Wir engagieren uns in den Arbeitskreisen Schule-Wirtschaft
und unterstützen vor Ort Kooperationen und
Bildungspartnerschaften zwischen einzelnen Schulen und
Chemiebetrieben.
Die Zusammenarbeit zwischen Schulen, Politik und
Wirtschaft liegt in unserem ureigenen Interesse: Wir
unterstützen. Schulen lernen die Wirtschaft kennen. Die
politische Ebene setzt den Rahmen.
Besonders wichtig ist es vor diesem Hintergrund,
vorhandene Gelder sinnvoll und nachhaltig einzusetzen. Wir
fordern deshalb von der Landesregierung:
- Genügend Mittel für die Aus- und Weiterbildung
von Lehrern im naturwissenschaftlichen Bereich
bereit zu stellen.
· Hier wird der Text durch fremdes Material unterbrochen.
//! BitMEX REST API client.

use crate::error::BitmexRestError;
use crate::responses::{
    AmendOrder, BitmexInstrument, BitmexOrder, BitmexPosition, Margin, NewOrder, TradePrice,
};
use auth::{ApiCredentials, RequestSigner};
use common::{Environment, Venue};
use rest_client::{Method, RestClient};
use serde::de::DeserializeOwned;
use serde::Serialize;
use serde_json::{json, Value};
use std::time::Duration;

/// Every endpoint lives under this prefix; it is part of the signed path.
const API_PREFIX: &str = "/api/v1";

/// Lifetime of a request signature.
const EXPIRES_AFTER_SECS: i64 = 60;

/// Maximum rows BitMEX returns per query.
const MAX_COUNT: &str = "500";

/// BitMEX REST API client with API-key signing.
pub struct BitmexRestClient {
    client: RestClient,
    credentials: ApiCredentials,
}

impl BitmexRestClient {
    /// Create a client for an environment.
    pub fn new(
        credentials: ApiCredentials,
        environment: Environment,
        timeout: Duration,
    ) -> Result<Self, BitmexRestError> {
        Self::with_base_url(credentials, Venue::Bitmex.rest_base_url(environment), timeout)
    }

    /// Create a client against an explicit base URL.
    pub fn with_base_url(
        credentials: ApiCredentials,
        base_url: &str,
        timeout: Duration,
    ) -> Result<Self, BitmexRestError> {
        Ok(Self {
            client: RestClient::new(base_url, timeout)?,
            credentials,
        })
    }

    /// Get the base URL.
    pub fn base_url(&self) -> &str {
        self.client.base_url()
    }

    // ========================================================================
    // Orders
    // ========================================================================

    /// POST /api/v1/order
    pub async fn place_order(&self, order: &NewOrder) -> Result<BitmexOrder, BitmexRestError> {
        tracing::info!(
            symbol = %order.symbol,
            side = order.side,
            ord_type = order.ord_type,
            order_qty = %order.order_qty,
            price = ?order.price,
            stop_px = ?order.stop_px,
            exec_inst = ?order.exec_inst,
            cl_ord_id = ?order.cl_ord_id,
            "Placing order"
        );

        let placed: BitmexOrder = self
            .signed(Method::POST, "/order", &[], Some(to_body(order)?))
            .await?;

        tracing::info!(
            order_id = %placed.order_id,
            status = ?placed.ord_status,
            "Order placed"
        );
        Ok(placed)
    }

    /// PUT /api/v1/order
    pub async fn amend_order(&self, amend: &AmendOrder) -> Result<BitmexOrder, BitmexRestError> {
        tracing::info!(
            order_id = %amend.order_id,
            order_qty = ?amend.order_qty,
            price = ?amend.price,
            stop_px = ?amend.stop_px,
            "Amending order"
        );

        self.signed(Method::PUT, "/order", &[], Some(to_body(amend)?))
            .await
    }

    /// Cancel by order ids, in one request.
    ///
    /// DELETE /api/v1/order
    pub async fn cancel_orders(&self, order_ids: &[String]) -> Result<Vec<BitmexOrder>, BitmexRestError> {
        tracing::info!(order_ids = ?order_ids, "Canceling orders");
        self.signed(
            Method::DELETE,
            "/order",
            &[],
            Some(json!({ "orderID": order_ids }).to_string()),
        )
        .await
    }

    /// Cancel by client order id.
    ///
    /// DELETE /api/v1/order
    pub async fn cancel_by_client_id(&self, cl_ord_id: &str) -> Result<Vec<BitmexOrder>, BitmexRestError> {
        tracing::info!(cl_ord_id = %cl_ord_id, "Canceling order");
        self.signed(
            Method::DELETE,
            "/order",
            &[],
            Some(json!({ "clOrdID": cl_ord_id }).to_string()),
        )
        .await
    }

    /// Cancel every order of the symbol matching `filter` (e.g. `{"side": "Buy"}`).
    ///
    /// DELETE /api/v1/order/all
    pub async fn cancel_all(
        &self,
        symbol: &str,
        filter: Option<&Value>,
    ) -> Result<Vec<BitmexOrder>, BitmexRestError> {
        let mut body = json!({ "symbol": symbol });
        if let Some(f) = filter {
            body["filter"] = f.clone();
        }

        tracing::info!(symbol = %symbol, filter = ?filter, "Canceling all orders");
        self.signed(Method::DELETE, "/order/all", &[], Some(body.to_string()))
            .await
    }

    /// Open orders of the symbol.
    ///
    /// GET /api/v1/order
    pub async fn open_orders(&self, symbol: &str) -> Result<Vec<BitmexOrder>, BitmexRestError> {
        let filter = json!({ "open": true }).to_string();
        self.signed(
            Method::GET,
            "/order",
            &[("symbol", symbol), ("filter", &filter), ("count", MAX_COUNT)],
            None,
        )
        .await
    }

    // ========================================================================
    // Account
    // ========================================================================

    /// GET /api/v1/user/margin
    pub async fn margin(&self) -> Result<Margin, BitmexRestError> {
        self.signed(Method::GET, "/user/margin", &[("currency", "XBt")], None)
            .await
    }

    /// GET /api/v1/position
    ///
    /// `None` when the account never traded the symbol.
    pub async fn position(&self, symbol: &str) -> Result<Option<BitmexPosition>, BitmexRestError> {
        let filter = json!({ "symbol": symbol }).to_string();
        let rows: Vec<BitmexPosition> = self
            .signed(Method::GET, "/position", &[("filter", &filter)], None)
            .await?;
        Ok(rows.into_iter().find(|p| p.symbol == symbol))
    }

    /// Execution history of the symbol, most recent first.
    ///
    /// GET /api/v1/execution
    pub async fn executions(
        &self,
        symbol: &str,
    ) -> Result<Vec<serde_json::Map<String, Value>>, BitmexRestError> {
        let rows: Vec<serde_json::Map<String, Value>> = self
            .signed(
                Method::GET,
                "/execution",
                &[("symbol", symbol), ("count", MAX_COUNT), ("reverse", "true")],
                None,
            )
            .await?;

        tracing::debug!(symbol = %symbol, rows = rows.len(), "Executions fetched");
        Ok(rows)
    }

    // ========================================================================
    // Market Data
    // ========================================================================

    /// GET /api/v1/instrument
    pub async fn instrument(&self, symbol: &str) -> Result<BitmexInstrument, BitmexRestError> {
        let rows: Vec<BitmexInstrument> = self
            .signed(Method::GET, "/instrument", &[("symbol", symbol)], None)
            .await?;

        rows.into_iter()
            .find(|i| i.symbol == symbol)
            .ok_or_else(|| BitmexRestError::NotFound {
                what: "instrument",
                symbol: symbol.to_string(),
            })
    }

    /// Price of the most recent trade.
    ///
    /// GET /api/v1/trade
    pub async fn last_trade_price(
        &self,
        symbol: &str,
    ) -> Result<Option<rust_decimal::Decimal>, BitmexRestError> {
        let rows: Vec<TradePrice> = self
            .signed(
                Method::GET,
                "/trade",
                &[
                    ("symbol", symbol),
                    ("count", "1"),
                    ("columns", "price"),
                    ("reverse", "true"),
                ],
                None,
            )
            .await?;

        Ok(rows.into_iter().next().and_then(|t| t.price))
    }

    // ========================================================================
    // Signing
    // ========================================================================

    async fn signed<T: DeserializeOwned>(
        &self,
        method: Method,
        endpoint: &str,
        params: &[(&str, &str)],
        body: Option<String>,
    ) -> Result<T, BitmexRestError> {
        let path = format!("{}{}", API_PREFIX, endpoint);
        let query = encode_query(params);
        let signed_path = if query.is_empty() {
            path.clone()
        } else {
            format!("{}?{}", path, query)
        };

        let expires = chrono::Utc::now().timestamp() + EXPIRES_AFTER_SECS;
        let signature = RequestSigner::new(&self.credentials).sign_bitmex(
            method.as_str(),
            &signed_path,
            expires,
            body.as_deref().unwrap_or(""),
        );
        let expires = expires.to_string();

        let headers = [
            ("api-expires", expires.as_str()),
            ("api-key", self.credentials.api_key()),
            ("api-signature", signature.as_str()),
        ];

        let response = self
            .client
            .request(method, &path, Some(&query), body.as_deref(), Some(&headers))
            .await?;
        Ok(response)
    }
}

impl std::fmt::Debug for BitmexRestClient {
    fn fmt(&self, f: &mut std::fmt::Formatter<'_>) -> std::fmt::Result {
        f.debug_struct("BitmexRestClient")
            .field("base_url", &self.client.base_url())
            .field("api_key", &self.credentials.api_key())
            .finish()
    }
}

/// URL-encode query parameters in order.
fn encode_query(params: &[(&str, &str)]) -> String {
    url::form_urlencoded::Serializer::new(String::new())
        .extend_pairs(params)
        .finish()
}

fn to_body<T: Serialize>(value: &T) -> Result<String, BitmexRestError> {
    serde_json::to_string(value).map_err(|e| BitmexRestError::Encode(e.to_string()))
}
Dies gilt insbesondere für
entsprechende Fortbildungen an den zuständigen
Landesakademien.
- Die Selbstständigkeit von Schulen finanziell
stärker zu fördern. Hierzu gehören auch endlich
Leistungsanreize über das Besoldungssystem.
Damit ließe sich nicht zuletzt ein wichtiger Beitrag
gegen den Lehrermangel in den
naturwissenschaftlichen Fächern leisten.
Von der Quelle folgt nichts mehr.